Work begins to cut overexploitation of underground water
By Zhao Ruixue in Linqing, Shandong | chinadaily.com.cn | Updated: 2019-11-28 16:12
Construction work started on a water extension project in Linqing, East China's Shandong province, on Thursday as part of the central government's efforts to deal with the excessive exploitation of underground water in North China.
As an important water replenishment project of the first phase of the eastern route of South-to-North Water Diversion Project, the country's largest water transfer project, the extension project is expected to take 21 months to complete.
When completed, it will be able to transfer 490 million cubic meters of water to the Beijing-Tianjin-Hebei region, according to the Ministry of Water Resources.
The economic and social development and the growing population in North China pose an increasing demand of water which has led to serious excessive exploitation of underground water, Jiang Xuguang, vice-minister of the Ministry of Water Resources, said at an event that marked the start of the extension project construction at Linqing.
He said water transferred by the project will replenish underground water used by the agricultural sector, greatly easing the excessive exploitation.
A research by the Chinese Academy of Sciences published in last April shows that from 2002 to 2014, about six billion to eight billion metric tons of groundwater was lost annually in North China, a trend it expected to continue and the agricultural use was the main reason for the excessive exploitation.
Water transferred by the project will also replenish water resources at the wetland areas to improve the ecological environment along the routes and create conditions for daily water use at Tianjin, and Cangzhou, Hebei province, said Jiang.
Consisting of the eastern and western lines, the extension project stretches 695 kilometers in total and is set to cost 477 million yuan, said Gao Bihua, deputy general manager of China Eastern Route of Corporation of South-to-North Water Diversion.
This year marks the sixth year of the first phase of the South-to-North Water Diversion Project eastern route which was put into operation in November 2013.

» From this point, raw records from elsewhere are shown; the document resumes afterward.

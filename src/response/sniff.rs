//! Content-type sniffing.
//!
//! Follows the WHATWG MIME sniffing signature table: leading bytes are
//! matched against a fixed list in order, then the data is classified as
//! text or binary. Only the first [`SNIFF_LEN`] bytes are considered, so the
//! result is a pure function of that prefix.

/// Maximum number of leading bytes inspected.
pub const SNIFF_LEN: usize = 512;

const TEXT_PLAIN: &str = "text/plain; charset=utf-8";
const OCTET_STREAM: &str = "application/octet-stream";

enum Signature {
    /// Leading bytes equal the pattern.
    Exact(&'static [u8], &'static str),
    /// `data[i] & mask[i] == pattern[i]`, optionally after leading whitespace.
    Masked {
        mask: &'static [u8],
        pattern: &'static [u8],
        skip_ws: bool,
        content_type: &'static str,
    },
    /// Case-insensitive HTML tag followed by a space or `>`.
    Html(&'static [u8]),
    Mp4,
}

const SIGNATURES: &[Signature] = &[
    Signature::Html(b"<!DOCTYPE HTML"),
    Signature::Html(b"<HTML"),
    Signature::Html(b"<HEAD"),
    Signature::Html(b"<SCRIPT"),
    Signature::Html(b"<IFRAME"),
    Signature::Html(b"<H1"),
    Signature::Html(b"<DIV"),
    Signature::Html(b"<FONT"),
    Signature::Html(b"<TABLE"),
    Signature::Html(b"<A"),
    Signature::Html(b"<STYLE"),
    Signature::Html(b"<TITLE"),
    Signature::Html(b"<B"),
    Signature::Html(b"<BODY"),
    Signature::Html(b"<BR"),
    Signature::Html(b"<P"),
    Signature::Html(b"<!--"),
    Signature::Masked {
        mask: b"\xFF\xFF\xFF\xFF\xFF",
        pattern: b"<?xml",
        skip_ws: true,
        content_type: "text/xml; charset=utf-8",
    },
    Signature::Exact(b"%PDF-", "application/pdf"),
    Signature::Exact(b"%!PS-Adobe-", "application/postscript"),
    Signature::Masked {
        mask: b"\xFF\xFF\x00\x00",
        pattern: b"\xFE\xFF\x00\x00",
        skip_ws: false,
        content_type: "text/plain; charset=utf-16be",
    },
    Signature::Masked {
        mask: b"\xFF\xFF\x00\x00",
        pattern: b"\xFF\xFE\x00\x00",
        skip_ws: false,
        content_type: "text/plain; charset=utf-16le",
    },
    Signature::Masked {
        mask: b"\xFF\xFF\xFF\x00",
        pattern: b"\xEF\xBB\xBF\x00",
        skip_ws: false,
        content_type: TEXT_PLAIN,
    },
    Signature::Exact(b"\x00\x00\x01\x00", "image/x-icon"),
    Signature::Exact(b"\x00\x00\x02\x00", "image/x-icon"),
    Signature::Exact(b"BM", "image/bmp"),
    Signature::Exact(b"GIF87a", "image/gif"),
    Signature::Exact(b"GIF89a", "image/gif"),
    Signature::Masked {
        mask: b"\xFF\xFF\xFF\xFF\x00\x00\x00\x00\xFF\xFF\xFF\xFF\xFF\xFF",
        pattern: b"RIFF\x00\x00\x00\x00WEBPVP",
        skip_ws: false,
        content_type: "image/webp",
    },
    Signature::Exact(b"\x89PNG\x0D\x0A\x1A\x0A", "image/png"),
    Signature::Exact(b"\xFF\xD8\xFF", "image/jpeg"),
    Signature::Masked {
        mask: b"\xFF\xFF\xFF\xFF\x00\x00\x00\x00\xFF\xFF\xFF\xFF",
        pattern: b"FORM\x00\x00\x00\x00AIFF",
        skip_ws: false,
        content_type: "audio/aiff",
    },
    Signature::Exact(b"ID3", "audio/mpeg"),
    Signature::Exact(b"OggS\x00", "application/ogg"),
    Signature::Exact(b"MThd\x00\x00\x00\x06", "audio/midi"),
    Signature::Masked {
        mask: b"\xFF\xFF\xFF\xFF\x00\x00\x00\x00\xFF\xFF\xFF\xFF",
        pattern: b"RIFF\x00\x00\x00\x00AVI ",
        skip_ws: false,
        content_type: "video/avi",
    },
    Signature::Masked {
        mask: b"\xFF\xFF\xFF\xFF\x00\x00\x00\x00\xFF\xFF\xFF\xFF",
        pattern: b"RIFF\x00\x00\x00\x00WAVE",
        skip_ws: false,
        content_type: "audio/wave",
    },
    Signature::Mp4,
    Signature::Exact(b"\x1A\x45\xDF\xA3", "video/webm"),
    Signature::Exact(b"OTTO", "font/otf"),
    Signature::Exact(b"\x00\x01\x00\x00", "font/ttf"),
    Signature::Exact(b"wOFF", "font/woff"),
    Signature::Exact(b"wOF2", "font/woff2"),
    Signature::Exact(b"\x1F\x8B\x08", "application/x-gzip"),
    Signature::Exact(b"PK\x03\x04", "application/zip"),
    Signature::Exact(b"Rar!\x1A\x07\x00", "application/x-rar-compressed"),
    Signature::Exact(b"Rar!\x1A\x07\x01\x00", "application/x-rar-compressed"),
    Signature::Exact(b"\x00\x61\x73\x6D", "application/wasm"),
];

fn is_ws(b: u8) -> bool {
    matches!(b, b'\t' | b'\n' | b'\x0C' | b'\r' | b' ')
}

fn is_tag_terminator(b: u8) -> bool {
    b == b' ' || b == b'>'
}

fn is_binary_byte(b: u8) -> bool {
    matches!(b, 0x00..=0x08 | 0x0B | 0x0E..=0x1A | 0x1C..=0x1F)
}

fn skip_ws(data: &[u8]) -> &[u8] {
    let start = data.iter().position(|b| !is_ws(*b)).unwrap_or(data.len());
    &data[start..]
}

impl Signature {
    fn matches(&self, data: &[u8]) -> Option<&'static str> {
        match self {
            Signature::Exact(pattern, content_type) => {
                data.starts_with(pattern).then_some(*content_type)
            }
            Signature::Masked {
                mask,
                pattern,
                skip_ws: skip,
                content_type,
            } => {
                let data = if *skip { skip_ws(data) } else { data };
                if data.len() < pattern.len() {
                    return None;
                }
                let hit = pattern
                    .iter()
                    .zip(mask.iter())
                    .zip(data.iter())
                    .all(|((p, m), d)| d & m == *p);
                hit.then_some(*content_type)
            }
            Signature::Html(tag) => {
                let data = skip_ws(data);
                if data.len() < tag.len() + 1 {
                    return None;
                }
                let hit = tag.iter().zip(data.iter()).all(|(t, d)| {
                    if t.is_ascii_uppercase() {
                        d.to_ascii_uppercase() == *t
                    } else {
                        d == t
                    }
                });
                (hit && is_tag_terminator(data[tag.len()])).then_some("text/html; charset=utf-8")
            }
            Signature::Mp4 => is_mp4(data).then_some("video/mp4"),
        }
    }
}

fn is_mp4(data: &[u8]) -> bool {
    if data.len() < 12 {
        return false;
    }
    let box_size = u32::from_be_bytes([data[0], data[1], data[2], data[3]]) as usize;
    if data.len() < box_size || box_size % 4 != 0 || &data[4..8] != b"ftyp" {
        return false;
    }
    (8..box_size)
        .step_by(4)
        .filter(|offset| *offset != 12) // minor version field
        .any(|offset| data.get(offset..offset + 3) == Some(b"mp4".as_slice()))
}

/// Infer a content type from the leading bytes of a body.
///
/// Always returns a valid MIME type; text falls back to
/// `text/plain; charset=utf-8` and anything else to `application/octet-stream`.
pub fn detect_content_type(body: &[u8]) -> &'static str {
    let data = &body[..body.len().min(SNIFF_LEN)];

    if let Some(content_type) = SIGNATURES.iter().find_map(|sig| sig.matches(data)) {
        return content_type;
    }

    if data.iter().any(|b| is_binary_byte(*b)) {
        OCTET_STREAM
    } else {
        TEXT_PLAIN
    }
}
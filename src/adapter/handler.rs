//! The synchronous handler contract shared by both hosting modes.

use std::any::Any;
use std::panic::{self, AssertUnwindSafe};

use crate::canonical::Request;
use crate::error::AdapterError;
use crate::response::ResponseCapture;

/// Serve one HTTP request by writing into a response capture.
///
/// The handler reads method, path, query, headers and body from the request,
/// and writes status (first commit wins), headers, and body bytes in order.
/// Implemented for any `Fn(&Request, &mut ResponseCapture)`.
pub trait Handler: Send + Sync + 'static {
    fn serve(&self, request: &Request, response: &mut ResponseCapture);
}

impl<F> Handler for F
where
    F: Fn(&Request, &mut ResponseCapture) + Send + Sync + 'static,
{
    fn serve(&self, request: &Request, response: &mut ResponseCapture) {
        self(request, response)
    }
}

/// Run `handler` against a fresh capture, turning a panic into an error.
pub fn serve_captured<H: Handler + ?Sized>(
    handler: &H,
    request: &Request,
) -> Result<ResponseCapture, AdapterError> {
    let mut capture = ResponseCapture::new();
    panic::catch_unwind(AssertUnwindSafe(|| handler.serve(request, &mut capture)))
        .map_err(|payload| AdapterError::HandlerPanicked(panic_message(payload.as_ref())))?;
    Ok(capture)
}

fn panic_message(payload: &(dyn Any + Send)) -> String {
    if let Some(msg) = payload.downcast_ref::<&str>() {
        (*msg).to_string()
    } else if let Some(msg) = payload.downcast_ref::<String>() {
        msg.clone()
    } else {
        "non-string panic payload".to_string()
    }
}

The eastern route has played a significant role in supporting the water supplies for production and daily life as well as ecology in Shandong and directly benefited more than 30 million people, said Yu Guoan, deputy governor of the province.
During the past six years, the eastern route has transferred almost four billion cubic meters of water to Shandong, which has greatly addressed pressures caused by water shortages in the province, Yu said.